ESPN dealt with the success of Bill Simmons like an old media company.

When Bill Simmons succeeded, ESPN had discovered a new paradigm for sports media on the web, but was far more comfortable just deciding that they’d found a new star.

They’ll be paying for that mistake for quite some time.

Bill Simmons represents ESPN’s Biggest Failure [sports media]

What Zombies Can Tell Us about the Aughts

You can a lot about a culture from the monsters it embraces. Sometimes even things it might not know about itself. (And we’re talking literal monsters, like werewolves and such. While Bernie Madoff certainly counts as a monster under most definitions, say, no child outside of Palm Beach leaves their closet light on just in case he’s in there.)

In the boom times, earlier this decade, the our monster of choice was the zombie. Starting with the film 28 Days Later and continuing with Dawn of the Dead, the reverent spoof Shaun of the Dead, the excellent black and white comic The Walking Dead, and even the Resident Evil franchise of video games and movies, zombies were everywhere.

What we didn’t know at the time was that zombies really were everywhere.

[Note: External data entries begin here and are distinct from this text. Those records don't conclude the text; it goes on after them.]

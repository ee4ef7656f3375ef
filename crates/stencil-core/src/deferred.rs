//! Deferred values and variables
//!
//! A [`Deferred`] is JSON-like data whose nodes may still be suspended
//! computations. [`resolve`] turns it into a plain [`Value`], resolving
//! siblings concurrently while keeping object key order and array element
//! order exactly as declared.

use crate::error::WorkflowError;
use futures::future::{join_all, BoxFuture, FutureExt};
use serde_json::{Map, Value};
use std::fmt;
use std::future::Future;
use std::sync::Arc;

/// Nesting depth past which resolution fails instead of recursing further
pub const DEFAULT_MAX_DEPTH: usize = 64;

/// Future yielding one more layer of a deferred value
pub type PendingValue = BoxFuture<'static, Result<Deferred, WorkflowError>>;

/// JSON-like data that may contain suspended computations
pub enum Deferred {
    Value(Value),
    Array(Vec<Deferred>),
    Object(Vec<(String, Deferred)>),
    Pending(PendingValue),
}

impl Deferred {
    /// Wrap a computation producing another deferred value
    pub fn pending<F>(future: F) -> Self
    where
        F: Future<Output = Result<Deferred, WorkflowError>> + Send + 'static,
    {
        Deferred::Pending(future.boxed())
    }

    /// Wrap a computation producing a plain value
    pub fn from_future<F>(future: F) -> Self
    where
        F: Future<Output = Result<Value, WorkflowError>> + Send + 'static,
    {
        Deferred::Pending(future.map(|result| result.map(Deferred::Value)).boxed())
    }

    /// Whether resolving this value can suspend
    pub fn is_ready(&self) -> bool {
        match self {
            Deferred::Value(_) => true,
            Deferred::Array(items) => items.iter().all(Deferred::is_ready),
            Deferred::Object(entries) => entries.iter().all(|(_, value)| value.is_ready()),
            Deferred::Pending(_) => false,
        }
    }
}

impl From<Value> for Deferred {
    fn from(value: Value) -> Self {
        Deferred::Value(value)
    }
}

impl fmt::Debug for Deferred {
    fn fmt(&self, f: &mut fmt::Formatter<'_>) -> fmt::Result {
        match self {
            Deferred::Value(value) => f.debug_tuple("Value").field(value).finish(),
            Deferred::Array(items) => f.debug_tuple("Array").field(items).finish(),
            Deferred::Object(entries) => f.debug_tuple("Object").field(entries).finish(),
            Deferred::Pending(_) => f.write_str("Pending"),
        }
    }
}

/// Resolve with the default depth guard
pub async fn resolve(value: Deferred) -> Result<Value, WorkflowError> {
    resolve_with_limit(value, DEFAULT_MAX_DEPTH).await
}

/// Resolve every suspended node, failing with
/// [`WorkflowError::DepthExceeded`] past `max_depth` levels.
///
/// All branches run to completion; when several fail, the error of the first
/// failing branch in declaration order is returned.
pub async fn resolve_with_limit(value: Deferred, max_depth: usize) -> Result<Value, WorkflowError> {
    resolve_at(value, 0, max_depth).await
}

fn resolve_at(
    value: Deferred,
    depth: usize,
    max_depth: usize,
) -> BoxFuture<'static, Result<Value, WorkflowError>> {
    async move {
        if depth > max_depth {
            return Err(WorkflowError::DepthExceeded(max_depth));
        }

        match value {
            Deferred::Value(value) => Ok(value),
            Deferred::Array(items) => {
                let resolved =
                    join_all(items.into_iter().map(|item| resolve_at(item, depth + 1, max_depth)))
                        .await;
                resolved
                    .into_iter()
                    .collect::<Result<Vec<_>, _>>()
                    .map(Value::Array)
            }
            Deferred::Object(entries) => {
                let (keys, values): (Vec<_>, Vec<_>) = entries.into_iter().unzip();
                let resolved =
                    join_all(values.into_iter().map(|item| resolve_at(item, depth + 1, max_depth)))
                        .await;

                let mut object = Map::new();
                for (key, value) in keys.into_iter().zip(resolved) {
                    object.insert(key, value?);
                }
                Ok(Value::Object(object))
            }
            Deferred::Pending(future) => {
                let next = future.await?;
                resolve_at(next, depth + 1, max_depth).await
            }
        }
    }
    .boxed()
}

type LazyFn = dyn Fn() -> BoxFuture<'static, Result<Value, WorkflowError>> + Send + Sync;

/// A value computed on demand, every time it is forced
#[derive(Clone)]
pub struct LazyValue(Arc<LazyFn>);

impl LazyValue {
    pub fn new<F, Fut>(compute: F) -> Self
    where
        F: Fn() -> Fut + Send + Sync + 'static,
        Fut: Future<Output = Result<Value, WorkflowError>> + Send + 'static,
    {
        Self(Arc::new(move || compute().boxed()))
    }

    pub fn evaluate(&self) -> BoxFuture<'static, Result<Value, WorkflowError>> {
        (self.0)()
    }
}

impl fmt::Debug for LazyValue {
    fn fmt(&self, f: &mut fmt::Formatter<'_>) -> fmt::Result {
        f.write_str("LazyValue")
    }
}

/// Content of a variable slot
#[derive(Debug, Clone)]
pub enum Variable {
    Literal(Value),
    Lazy(LazyValue),
}

impl Variable {
    /// Produce the plain value, computing it if lazy
    pub async fn force(&self) -> Result<Value, WorkflowError> {
        match self {
            Variable::Literal(value) => Ok(value.clone()),
            Variable::Lazy(lazy) => lazy.evaluate().await,
        }
    }

    /// Same as [`force`](Self::force), as a deferred value
    pub fn to_deferred(&self) -> Deferred {
        match self {
            Variable::Literal(value) => Deferred::Value(value.clone()),
            Variable::Lazy(lazy) => Deferred::from_future(lazy.evaluate()),
        }
    }
}

impl From<Value> for Variable {
    fn from(value: Value) -> Self {
        Variable::Literal(value)
    }
}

In everyday life we were surrounded by zombie institutions. Banks and brokerages leveraged past the point of viability, and with portfolios of worthless assets, shuffling about their business until being told that they’d actually been dead for years.

A news media that let a war get sold to the public on provably false pretenses while producing the same millions of column inches and hours of talking heads it always had. Reading or watching it, you’d hardly know they missed anything.

A political system that turned against itself. A justice department actively trying to influence elections. A disaster agency designed to prove, at high human cost, its own inadequacy. A Congress content to argue on the margins with constitutional principles at stake. It seemed like it was still mostly doing what it always did while inside it was rotting.

Maybe the zeitgeist was trying to warn us.

If the early and mid- part of this decade belonged to the zombie, what does it mean that now the monster of the moment is the vampire? (Twilight, True Blood, The Vampire Diaries…) I’m not sure, but I suspect things are about to get mean.

(And I’d keep a close eye on one’s precious bodily fluids, just in case.)